Boerhavia diffusa have shown excellent effect in inhibiting hypersensitive and systemic hosts against potato virus X [58]. Boerhavia Diffusa root extracts were found to have a broad spectrum and strong antiviral activity [59]. The aqueous extract of air-dried roots of Boerhavia Diffusa shows broad-spectrum antiviral activity against four viruses- Tobacco Mosaic Virus (TMV), Sunnhemp Rosette Virus (SRV), Gomphrena Mosaic Virus (GMV), and Tobacco RingSpot Virus (TRSV) [60]. In another experiment, glycoprotein from Boerhavia diffusa roots acts precisely on virus (es), when it was combined with virus inoculum and incubated in vitro [61, 62].

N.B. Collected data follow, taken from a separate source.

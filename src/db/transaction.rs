//! Explicit transaction boundaries and atomic batches.
//!
//! A [`TransactionBoundary`] owns one connection for its whole life and moves
//! through `Idle -> Open -> {Committed | RolledBack} -> Closed`. Statements can
//! only be submitted while `Open`; terminal states are final.

use crate::config::DEFAULT_BATCH_CHUNK_SIZE;
use crate::db::driver::{Connection, ConnectionFactory, ConnectionGuard};
use crate::db::executor::{execute_on, execute_returning_key_on, query_on, scalar_on};
use crate::db::flavor::DatabaseFlavor;
use crate::db::sql::check_parameter_count;
use crate::error::{DbError, DbResult};
use crate::models::{Row, StatementDescriptor, Value};
use std::ops::ControlFlow;
use std::time::Instant;
use tracing::{debug, info, warn};

/// Lifecycle state of a [`TransactionBoundary`].
#[derive(Debug, Clone, Copy, PartialEq, Eq)]
pub enum TransactionState {
    Idle,
    /// Auto-commit off, statements accepted
    Open,
    Committed,
    RolledBack,
    /// Auto-commit restored and connection released
    Closed,
}

impl std::fmt::Display for TransactionState {
    fn fmt(&self, f: &mut std::fmt::Formatter<'_>) -> std::fmt::Result {
        let name = match self {
            Self::Idle => "idle",
            Self::Open => "open",
            Self::Committed => "committed",
            Self::RolledBack => "rolled back",
            Self::Closed => "closed",
        };
        f.write_str(name)
    }
}

/// One transaction on one dedicated connection.
pub struct TransactionBoundary {
    conn: Option<ConnectionGuard>,
    state: TransactionState,
    flavor: DatabaseFlavor,
    chunk_size: usize,
    /// Auto-commit setting to put back on close, captured by `begin`
    saved_auto_commit: Option<bool>,
    submitted: usize,
    started_at: Instant,
}

impl std::fmt::Debug for TransactionBoundary {
    fn fmt(&self, f: &mut std::fmt::Formatter<'_>) -> std::fmt::Result {
        f.debug_struct("TransactionBoundary")
            .field("state", &self.state)
            .field("flavor", &self.flavor)
            .field("chunk_size", &self.chunk_size)
            .field("submitted", &self.submitted)
            .finish()
    }
}

impl TransactionBoundary {
    /// Wrap `conn` in an idle boundary.
    pub fn new(conn: ConnectionGuard, flavor: DatabaseFlavor) -> Self {
        Self {
            conn: Some(conn),
            state: TransactionState::Idle,
            flavor,
            chunk_size: DEFAULT_BATCH_CHUNK_SIZE,
            saved_auto_commit: None,
            submitted: 0,
            started_at: Instant::now(),
        }
    }

    /// Statements per driver batch call in [`submit_batch`](Self::submit_batch).
    pub fn with_chunk_size(mut self, chunk_size: usize) -> Self {
        self.chunk_size = chunk_size.max(1);
        self
    }

    pub fn state(&self) -> TransactionState {
        self.state
    }

    pub fn flavor(&self) -> DatabaseFlavor {
        self.flavor
    }

    /// Number of statements that ran successfully so far.
    pub fn submitted(&self) -> usize {
        self.submitted
    }

    /// Turn auto-commit off and start accepting statements.
    pub fn begin(&mut self) -> DbResult<()> {
        if self.state != TransactionState::Idle {
            return Err(self.wrong_state("begin"));
        }
        let conn = self.connection()?;
        let previous = conn.auto_commit();
        conn.set_auto_commit(false)
            .map_err(|e| DbError::execution("begin transaction", e))?;

        self.saved_auto_commit = Some(previous);
        self.state = TransactionState::Open;
        self.started_at = Instant::now();
        debug!(flavor = %self.flavor, "Transaction started");
        Ok(())
    }

    pub fn execute(&mut self, stmt: &StatementDescriptor) -> DbResult<u64> {
        self.prepare_submit(stmt)?;
        let affected = execute_on(self.connection()?, stmt)?;
        self.submitted += 1;
        Ok(affected)
    }

    pub fn execute_returning_key(&mut self, stmt: &StatementDescriptor) -> DbResult<Value> {
        self.prepare_submit(stmt)?;
        let flavor = self.flavor;
        let key = execute_returning_key_on(self.connection()?, stmt, flavor)?;
        self.submitted += 1;
        Ok(key)
    }

    pub fn query(&mut self, stmt: &StatementDescriptor) -> DbResult<Vec<Row>> {
        let mut rows = Vec::new();
        self.query_with(stmt, |row| {
            rows.push(row);
            Ok(ControlFlow::Continue(()))
        })?;
        Ok(rows)
    }

    pub fn query_with<F>(&mut self, stmt: &StatementDescriptor, on_row: F) -> DbResult<()>
    where
        F: FnMut(Row) -> DbResult<ControlFlow<()>>,
    {
        self.prepare_submit(stmt)?;
        query_on(self.connection()?, stmt, on_row)?;
        self.submitted += 1;
        Ok(())
    }

    pub fn scalar(&mut self, stmt: &StatementDescriptor) -> DbResult<Option<Value>> {
        self.prepare_submit(stmt)?;
        let value = scalar_on(self.connection()?, stmt)?;
        self.submitted += 1;
        Ok(value)
    }

    /// Submit `statements` in order, `chunk_size` at a time.
    ///
    /// Chunks are a buffering limit only; nothing is committed between them.
    /// Every statement's parameter count is checked before the first chunk
    /// is sent.
    pub fn submit_batch(&mut self, statements: &[StatementDescriptor]) -> DbResult<Vec<u64>> {
        if self.state != TransactionState::Open {
            return Err(self.wrong_state("submit statements"));
        }
        for stmt in statements {
            check_parameter_count(stmt, self.flavor)?;
        }

        let chunk_size = self.chunk_size;
        let mut counts = Vec::with_capacity(statements.len());
        for (idx, chunk) in statements.chunks(chunk_size).enumerate() {
            debug!(chunk = idx, size = chunk.len(), "Submitting batch chunk");
            let chunk_counts = self
                .connection()?
                .execute_batch(chunk)
                .map_err(|e| DbError::execution("batch", e))?;
            self.submitted += chunk.len();
            counts.extend(chunk_counts);
        }
        Ok(counts)
    }

    /// Commit everything submitted since `begin`.
    pub fn commit(&mut self) -> DbResult<()> {
        if self.state != TransactionState::Open {
            return Err(self.wrong_state("commit"));
        }
        self.connection()?
            .commit()
            .map_err(|e| DbError::execution("commit", e))?;
        self.state = TransactionState::Committed;
        info!(
            statements = self.submitted,
            duration_ms = self.started_at.elapsed().as_millis() as u64,
            "Transaction committed"
        );
        Ok(())
    }

    /// Discard everything submitted since `begin`.
    pub fn rollback(&mut self) -> DbResult<()> {
        if self.state != TransactionState::Open {
            return Err(self.wrong_state("roll back"));
        }
        self.connection()?
            .rollback()
            .map_err(|e| DbError::execution("rollback", e))?;
        self.state = TransactionState::RolledBack;
        info!(statements = self.submitted, "Transaction rolled back");
        Ok(())
    }

    /// Roll back after `original` failed and return the error to report.
    ///
    /// If the rollback itself fails, both errors come back as a
    /// `DbError::Transaction`. A boundary that is no longer open has
    /// nothing to undo and `original` is returned as is.
    pub fn rollback_on_error(&mut self, original: DbError) -> DbError {
        if self.state != TransactionState::Open {
            return original;
        }
        let result = match self.conn.as_mut() {
            Some(conn) => conn.rollback(),
            None => return original,
        };
        match result {
            Ok(()) => {
                self.state = TransactionState::RolledBack;
                info!(error = %original, "Transaction rolled back after failure");
                original
            }
            Err(rollback_err) => {
                warn!(
                    error = %original,
                    rollback_error = %rollback_err,
                    "Rollback failed; transaction state unknown"
                );
                DbError::transaction(original, rollback_err)
            }
        }
    }

    /// Restore auto-commit and close the connection.
    ///
    /// A boundary that is still open is rolled back first. If that rollback
    /// fails, auto-commit is left off and the connection is closed as is.
    pub fn close(mut self) -> DbResult<()> {
        let rollback = if self.state == TransactionState::Open {
            warn!("Closing an open transaction; rolling back");
            self.rollback()
        } else {
            Ok(())
        };
        let restore = self.restore_auto_commit();
        self.state = TransactionState::Closed;

        let close = match self.conn.take() {
            Some(conn) => conn.close(),
            None => Ok(()),
        };
        rollback.and(restore).and(close)
    }

    /// Put back the auto-commit mode seen at `begin`.
    ///
    /// Only a finished transaction may do so: turning auto-commit on over an
    /// unresolved one would commit it.
    fn restore_auto_commit(&mut self) -> DbResult<()> {
        let Some(previous) = self.saved_auto_commit.take() else {
            return Ok(());
        };
        if !matches!(
            self.state,
            TransactionState::Committed | TransactionState::RolledBack
        ) {
            warn!(state = %self.state, "Transaction unresolved; leaving auto-commit off");
            return Ok(());
        }
        match self.conn.as_mut() {
            Some(conn) => conn
                .set_auto_commit(previous)
                .map_err(|e| DbError::execution("restore auto-commit", e)),
            None => Ok(()),
        }
    }

    fn prepare_submit(&mut self, stmt: &StatementDescriptor) -> DbResult<()> {
        if self.state != TransactionState::Open {
            return Err(self.wrong_state("submit statements"));
        }
        check_parameter_count(stmt, self.flavor)?;
        debug!(
            sql = %stmt.sql(),
            params = stmt.params().len(),
            "Executing statement in transaction"
        );
        Ok(())
    }

    fn connection(&mut self) -> DbResult<&mut dyn Connection> {
        match self.conn.as_mut() {
            Some(conn) => Ok(&mut **conn),
            None => Err(DbError::invalid_input(
                "transaction connection already released",
            )),
        }
    }

    fn wrong_state(&self, action: &str) -> DbError {
        DbError::invalid_input(format!(
            "cannot {} while transaction is {}",
            action, self.state
        ))
    }
}

impl Drop for TransactionBoundary {
    fn drop(&mut self) {
        if self.conn.is_none() {
            return;
        }
        if self.state == TransactionState::Open {
            warn!("Transaction dropped while open; rolling back");
            if let Err(e) = self.rollback() {
                warn!(error = %e, "Rollback on drop failed");
            }
        }
        if let Err(e) = self.restore_auto_commit() {
            warn!(error = %e, "Failed to restore auto-commit on drop");
        }
        // The connection guard closes the connection as it drops.
    }
}

/// Run `body` inside a transaction on a fresh connection.
///
/// Commits when `body` returns `Ok` (unless it already ended the transaction
/// itself) and rolls back when it returns `Err`.
pub fn with_transaction<R, F>(
    factory: &dyn ConnectionFactory,
    flavor: DatabaseFlavor,
    chunk_size: usize,
    body: F,
) -> DbResult<R>
where
    F: FnOnce(&mut TransactionBoundary) -> DbResult<R>,
{
    let conn = ConnectionGuard::open(factory)?;
    let mut tx = TransactionBoundary::new(conn, flavor).with_chunk_size(chunk_size);
    tx.begin()?;

    let outcome = body(&mut tx).and_then(|value| {
        if tx.state() == TransactionState::Open {
            tx.commit()?;
        }
        Ok(value)
    });

    match outcome {
        Ok(value) => {
            tx.close()?;
            Ok(value)
        }
        Err(e) => {
            let err = tx.rollback_on_error(e);
            if let Err(close_err) = tx.close() {
                warn!(error = %close_err, "Failed to close connection after rollback");
            }
            Err(err)
        }
    }
}

/// Apply `statements` atomically and return one affected-row count each.
///
/// Either every statement takes effect or none does.
pub fn run_batch(
    factory: &dyn ConnectionFactory,
    flavor: DatabaseFlavor,
    chunk_size: usize,
    statements: &[StatementDescriptor],
) -> DbResult<Vec<u64>> {
    for stmt in statements {
        check_parameter_count(stmt, flavor)?;
    }

    info!(
        statements = statements.len(),
        chunk_size = chunk_size,
        "Running batch"
    );
    with_transaction(factory, flavor, chunk_size, |tx| tx.submit_batch(statements))
}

Biorobin (16), 2–3-4 beta-Ecdysone (17), boeravinone J (18), kaempferol (19), boerhavisterol (20), quercetin (21), liriodendrin (22), and trans-caftaric acid (23) present in the plant showed effective docking and subsequent inhibition of SARS-CoV-2 protease in a computer aided docking study [63].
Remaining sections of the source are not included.